A couple days ago, I went with my friend Vinod to see a screening of a film called August: Osage County that is coming out in a few weeks. It’s an adaptation of Tracy Letts’ Tony winning play starring a who’s who of great actors including Meryl Streep, Julia Roberts, Margo Martindale, Sam Shepard, Ewan McGregor, Julianne Nicholson, Juliette Lewis, Chris Cooper, and more. There are a lot of heart-wrenching performances, but the one thing that stuck with me the most, the one thing I’ve continued to ponder since seeing the movie is the performance, or presence of the state where the movie is set and filmed, Oklahoma.
There is a pervasive heat that you feel the entire time you are watching the movie. That sticky, sweaty, cloying heat is alluded to even in the title of movie. If you’ve ever spent an August in Osage County or near Osage County, you know what I’m talking about. The movie was filmed about an hour away from the town in Kansas where I grew up. In fact, because of my Dad’s illness, I was in Kansas last summer, when they were filming the movie, and it was a particularly hot summer, some of you might even remember. So, while Meryl and Julia and Margo and Julianne and Juliette were proximating a dysfunctional family dealing with a family crisis in the part of the world I know best, I was with my (probably slightly more functional) family dealing with a family crisis of our own.
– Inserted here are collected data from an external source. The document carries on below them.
//! Coordinates variant fetches: at most one request in flight per client,
//! with timeout and retry policy applied before results merge into the store.
use std::sync::{Arc, Condvar, Mutex};
use std::time::Duration;

use crate::store::VariantStore;
use crate::transport::Transport;
use crate::{Error, Result, UserContext};

/// Serializes fetches for one client instance.
///
/// Only one fetch runs at a time. A `fetch` issued while another is in flight
/// joins the in-flight request and receives a clone of its eventual result;
/// no second network call is made. This is the join policy: there is no
/// "fetch in progress" error.
///
/// On a network or server failure, the fetch is retried exactly once after a
/// fixed backoff when `retry_on_failure` is set. A timeout is surfaced as
/// [`Error::FetchTimeout`] without retry. A successful response is merged
/// into the [`VariantStore`]; a failed or timed-out attempt never touches it.
pub struct FetchCoordinator {
    transport: Arc<dyn Transport>,
    store: Arc<VariantStore>,
    fetch_timeout: Duration,
    retry_on_failure: bool,
    inflight: Mutex<Option<Arc<FetchSlot>>>,
}

/// Delay before the single retry attempt.
const RETRY_BACKOFF: Duration = Duration::from_millis(500);

/// Holds `None` until the owning fetch completes, then the fetch result.
/// Joined callers block on the condvar and clone the published result.
struct FetchSlot {
    result: Mutex<Option<Result<()>>>,
    done: Condvar,
}

impl FetchSlot {
    fn new() -> FetchSlot {
        FetchSlot {
            result: Mutex::new(None),
            done: Condvar::new(),
        }
    }

    fn wait(&self) -> Result<()> {
        let mut result = self
            .result
            .lock()
            .expect("thread holding fetch result lock should not panic");
        loop {
            match &*result {
                Some(result) => return result.clone(),
                None => {
                    result = self
                        .done
                        .wait(result)
                        .expect("thread holding fetch result lock should not panic");
                }
            }
        }
    }

    fn publish(&self, value: Result<()>) {
        *self
            .result
            .lock()
            .expect("thread holding fetch result lock should not panic") = Some(value);
        self.done.notify_all();
    }
}

impl FetchCoordinator {
    /// Create a coordinator that fetches via `transport` and merges results
    /// into `store`. `fetch_timeout` bounds each attempt.
    pub fn new(
        transport: Arc<dyn Transport>,
        store: Arc<VariantStore>,
        fetch_timeout: Duration,
        retry_on_failure: bool,
    ) -> FetchCoordinator {
        FetchCoordinator {
            transport,
            store,
            fetch_timeout,
            retry_on_failure,
            inflight: Mutex::new(None),
        }
    }

    /// Fetch variants for `user` and merge them into the store.
    ///
    /// Blocks until the fetch (or the in-flight fetch being joined)
    /// completes.
    pub fn fetch(&self, user: Option<&UserContext>) -> Result<()> {
        let slot = {
            let mut inflight = self
                .inflight
                .lock()
                .expect("thread holding in-flight lock should not panic");
            match &*inflight {
                Some(slot) => {
                    let slot = Arc::clone(slot);
                    drop(inflight);
                    log::debug!(target: "experiment", "joining in-flight fetch");
                    return slot.wait();
                }
                None => {
                    let slot = Arc::new(FetchSlot::new());
                    *inflight = Some(Arc::clone(&slot));
                    slot
                }
            }
        };

        let result = self.fetch_and_merge(user);

        // Clear the slot before publishing so late callers start a fresh
        // fetch instead of receiving a stale result.
        *self
            .inflight
            .lock()
            .expect("thread holding in-flight lock should not panic") = None;
        slot.publish(result.clone());

        result
    }

    fn fetch_and_merge(&self, user: Option<&UserContext>) -> Result<()> {
        let anonymous = UserContext::new();
        let user = user.unwrap_or(&anonymous);

        let mut result = self.transport.fetch(user, self.fetch_timeout);
        if self.retry_on_failure && matches!(result, Err(Error::FetchFailed(_))) {
            log::debug!(target: "experiment", "fetch failed, retrying once after backoff");
            std::thread::sleep(RETRY_BACKOFF);
            result = self.transport.fetch(user, self.fetch_timeout);
        }

        match &result {
            Err(err) => log::warn!(target: "experiment", "fetch failed: {err}"),
            Ok(variants) => {
                log::debug!(target: "experiment", "fetched {} variants", variants.len())
            }
        }

        self.store.merge(result?)
    }
}
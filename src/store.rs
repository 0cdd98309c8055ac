//! A thread-safe store for the last-known variant of every flag.
//! [`VariantStore`] provides concurrent access for readers (variant lookup)
//! and serialized write access for the fetch path, and mirrors every write to
//! durable storage.
use std::sync::{Arc, Mutex, RwLock};

use crate::storage::Storage;
use crate::{Result, Variant, Variants};

/// `VariantStore` maps flag keys to their last-known [`Variant`].
///
/// Reads are concurrent and non-blocking; `merge` and `clear` are serialized
/// by an internal writer lock. Writes persist the new snapshot *before*
/// committing it to memory, so a storage failure leaves the in-memory state
/// untouched and the call returns
/// [`Error::Persistence`](crate::Error::Persistence).
pub struct VariantStore {
    variants: RwLock<Variants>,
    /// Serializes merge/clear without blocking readers on storage I/O.
    writer: Mutex<()>,
    storage: Arc<dyn Storage>,
    storage_key: String,
}

impl VariantStore {
    /// Open a store backed by `storage`, scoped by `storage_key`.
    ///
    /// Loads the persisted snapshot if one exists; otherwise seeds the store
    /// with `initial_variants`. An unreadable or corrupt snapshot is logged
    /// and treated as absent so the client stays usable.
    pub fn open(
        storage: Arc<dyn Storage>,
        storage_key: impl Into<String>,
        initial_variants: &Variants,
    ) -> VariantStore {
        let storage_key = storage_key.into();
        let variants = match Self::load(&*storage, &storage_key) {
            Ok(Some(loaded)) if !loaded.is_empty() => {
                log::debug!(target: "experiment", "loaded {} persisted variants", loaded.len());
                loaded
            }
            Ok(_) => initial_variants.clone(),
            Err(err) => {
                log::warn!(target: "experiment", "failed to load persisted variants: {err}");
                initial_variants.clone()
            }
        };

        VariantStore {
            variants: RwLock::new(variants),
            writer: Mutex::new(()),
            storage,
            storage_key,
        }
    }

    fn load(storage: &dyn Storage, storage_key: &str) -> Result<Option<Variants>> {
        let Some(bytes) = storage.get(storage_key)? else {
            return Ok(None);
        };
        Ok(Some(serde_json::from_slice(&bytes)?))
    }

    /// Get the stored variant for `key`. Returns `None` if absent.
    pub fn get(&self, key: &str) -> Option<Variant> {
        let variants = self
            .variants
            .read()
            .expect("thread holding variants lock should not panic");
        variants.get(key).cloned()
    }

    /// Snapshot of all stored variants. Mutating the returned map does not
    /// affect the store.
    pub fn get_all(&self) -> Variants {
        let variants = self
            .variants
            .read()
            .expect("thread holding variants lock should not panic");
        variants.clone()
    }

    /// Merge fetch `results` into the store: keys present in `results` are
    /// overwritten, all other keys keep their prior values.
    ///
    /// The merged snapshot is persisted before the in-memory commit; on a
    /// storage failure nothing is applied.
    pub fn merge(&self, results: Variants) -> Result<()> {
        let _writer = self.writer.lock().expect("variant writer should not panic");

        let mut next = self.get_all();
        next.extend(results);
        self.persist(&next)?;

        *self
            .variants
            .write()
            .expect("thread holding variants lock should not panic") = next;
        Ok(())
    }

    /// Empty the store, both in-memory and persisted. On a storage failure
    /// the in-memory state is left untouched.
    pub fn clear(&self) -> Result<()> {
        let _writer = self.writer.lock().expect("variant writer should not panic");

        self.storage.delete(&self.storage_key)?;

        self.variants
            .write()
            .expect("thread holding variants lock should not panic")
            .clear();
        Ok(())
    }

    fn persist(&self, snapshot: &Variants) -> Result<()> {
        let bytes = serde_json::to_vec(snapshot)?;
        self.storage.put(&self.storage_key, &bytes)
    }
}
There is a funny scene in the beginning of the movie where Julia Roberts’ character Barbara, who grew up in Oklahoma but lives in Colorado now opines, “Who was the asshole who saw this flat hot nothing and planted his flag?” And growing up there, it’s a sentiment I thought myself several times. I used to say that the good thing about growing up in Kansas is that it makes every other place I go beautiful in comparison. (That’s harsh.) Later in the scene, I think Barbara gets it right when she says, “This is not the Midwest. All right? Michigan is the Midwest, God knows why. This is the Plains: a state of mind, right, some spiritual affliction, like the Blues.”
I wept every time the state of Oklahoma flashed on the screen. Several scenes take place when people are driving down the road or driving through a small Oklahoma town. Certainly, there was recognition for me when I saw those old-fashioned churches, or once grand country homes that had fallen into disrepair or that sky, wide open, both in day and night. But it was more than recognition, it was wist. And it was love.
I was born in Bartlesville, Oklahoma and raised most of my life, just 45 minutes away from there in Independence, Kansas. I’m proprietary about that part of the world, because it’s still mine. And watching this film, moments of which were masterpieces, I understood why people stay and why people leave and why they come home again, and also, why, even if you never come back to live, the plains will always be a part of you.